A Code Page is a widely-recognized system of matching characters and other symbols with the numbers that represent them in the computer. Modern computer systems now have a code page (called Unicode) that includes virtually all characters in use. But before Unicode, the set of characters in a code page was limited to 256 characters. The solution then was to allow multiple Code Pages, each with a different group of characters.
The history and proliferation of code pages is a mirror of the development of computers. One of the first code pages, EBCDIC, was invented by IBM. This code page is now out of use. Then ASCII was a standard, but only for the first 128 characters. Many code pages use the same 128 characters at the beginning (called the low bit characters), but then vary extensively on the next 128 characters (called the high bit characters).

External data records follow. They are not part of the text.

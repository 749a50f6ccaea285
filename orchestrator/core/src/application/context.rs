// Copyright (c) 2026 100monkeys.ai
// SPDX-License-Identifier: AGPL-3.0
//! Job Context
//!
//! Collaborators shared by every job on the host. Built once at process
//! start and handed to jobs behind an `Arc`.

use crate::domain::node_config::{JobsConfig, NodeConfigManifest, RepositoryConfig};
use crate::domain::paths::GearPaths;
use crate::domain::systemd::{SystemdConnection, SystemdConnector, UnitLogSource};
use crate::infrastructure::systemd::{JournalLogSource, SystemctlConnection, SystemctlConnector};
use std::sync::Arc;

pub struct JobContext {
    pub paths: GearPaths,
    pub repository: RepositoryConfig,
    pub jobs: JobsConfig,
    /// Process-wide connection used to start units. Never used for watches.
    pub systemd: Arc<dyn SystemdConnection>,
    /// Source of the private, per-job connections used for watches.
    pub connector: Arc<dyn SystemdConnector>,
    pub logs: Arc<dyn UnitLogSource>,
}

impl JobContext {
    /// Wire the systemctl/journalctl backed collaborators from configuration.
    pub fn from_config(config: &NodeConfigManifest) -> Self {
        let spec = &config.spec;
        Self {
            paths: spec.storage.paths(),
            repository: spec.repository.clone(),
            jobs: spec.jobs.clone(),
            systemd: Arc::new(SystemctlConnection::new(spec.systemd.clone())),
            connector: Arc::new(SystemctlConnector::new(spec.systemd.clone())),
            logs: Arc::new(JournalLogSource::new(spec.systemd.clone())),
        }
    }
}
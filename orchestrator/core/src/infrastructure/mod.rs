// Copyright (c) 2026 100monkeys.ai
// SPDX-License-Identifier: AGPL-3.0

pub mod response;
pub mod systemd;

pub use response::{JobOutcome, OutcomeHandle, WriterJobResponse};
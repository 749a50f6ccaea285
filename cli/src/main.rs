// Copyright (c) 2026 100monkeys.ai
// SPDX-License-Identifier: AGPL-3.0

//! # gears host CLI
//!
//! The `gears` binary drives the host orchestrator locally.
//!
//! ## Commands
//!
//! - `gears repository create` - Provision a gear repository through a transient unit
//! - `gears paths` - Print the names and storage paths derived for a gear
//! - `gears config show|validate|generate` - Configuration management
//!
//! Logs go to stderr; stdout carries command output only.

use anyhow::{Context, Result};
use clap::{Parser, Subcommand};
use colored::Colorize;
use std::path::PathBuf;

use gears_orchestrator::commands::{self, ConfigCommand, PathsArgs, RepositoryCommand};
use gears_orchestrator_core::domain::node_config::NodeConfigManifest;

/// gears host orchestrator
#[derive(Parser)]
#[command(name = "gears")]
#[command(version, about, long_about = None)]
#[command(propagate_version = true)]
struct Cli {
    /// Path to configuration file (overrides discovery)
    #[arg(
        short,
        long,
        global = true,
        env = "GEARS_CONFIG_PATH",
        value_name = "FILE"
    )]
    config: Option<PathBuf>,

    /// Log level (trace, debug, info, warn, error). Defaults to the configured level
    #[arg(long, global = true, env = "GEARS_LOG_LEVEL")]
    log_level: Option<String>,

    #[command(subcommand)]
    command: Option<Commands>,
}

#[derive(Subcommand)]
enum Commands {
    /// Repository operations
    #[command(name = "repository")]
    Repository {
        #[command(subcommand)]
        command: RepositoryCommand,
    },

    /// Show derived names and paths for a gear
    #[command(name = "paths")]
    Paths(PathsArgs),

    /// Configuration management
    #[command(name = "config")]
    Config {
        #[command(subcommand)]
        command: ConfigCommand,
    },
}

#[tokio::main]
async fn main() -> Result<()> {
    dotenvy::dotenv().ok();
    let cli = Cli::parse();

    // A broken config file is reported by the command itself
    let logging = NodeConfigManifest::load_or_default(cli.config.clone())
        .map(|config| config.logging())
        .unwrap_or_default();
    let level = cli.log_level.as_deref().unwrap_or(&logging.level);
    init_logging(level, &logging.format)?;

    match cli.command {
        Some(Commands::Repository { command }) => {
            commands::repository::handle_command(command, cli.config).await
        }
        Some(Commands::Paths(args)) => commands::paths::handle_command(args, cli.config).await,
        Some(Commands::Config { command }) => {
            commands::config::handle_command(command, cli.config).await
        }
        None => {
            eprintln!("{}", "No command specified. Use --help for usage.".yellow());
            std::process::exit(1);
        }
    }
}

/// Initialize tracing subscriber for logging
fn init_logging(level: &str, format: &str) -> Result<()> {
    let filter = tracing_subscriber::EnvFilter::try_from_default_env()
        .or_else(|_| tracing_subscriber::EnvFilter::try_new(level))
        .context("Failed to create log filter")?;

    let builder = tracing_subscriber::fmt()
        .with_env_filter(filter)
        .with_writer(std::io::stderr)
        .with_target(false)
        .with_thread_ids(false)
        .with_file(false)
        .with_line_number(false);

    if format == "json" {
        builder.json().init();
    } else {
        builder.compact().init();
    }

    Ok(())
}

After ASCII was introduced, IBM created a new set of code pages. Originally Microsoft co-operated with IBM, and they used identical code pages. In the 1990's, these two companies stopped co-operating, and Microsoft made its own version of key code pages. Before Unicode, various Asian nations also set up their own systems for handling their scripts on computers, and many of these systems are still popular today. At one point there was an Icelandic code page, and then another Icelandic code page was created just to add the Euro symbol.
This history explains why there are a lot of code pages, but it does not explain how to handle them. A document imported into DBT is interpreted according to its code page, which you can set on the Import File dialog that comes up automatically during the import process. Here are some basic suggestions on getting the correct code page.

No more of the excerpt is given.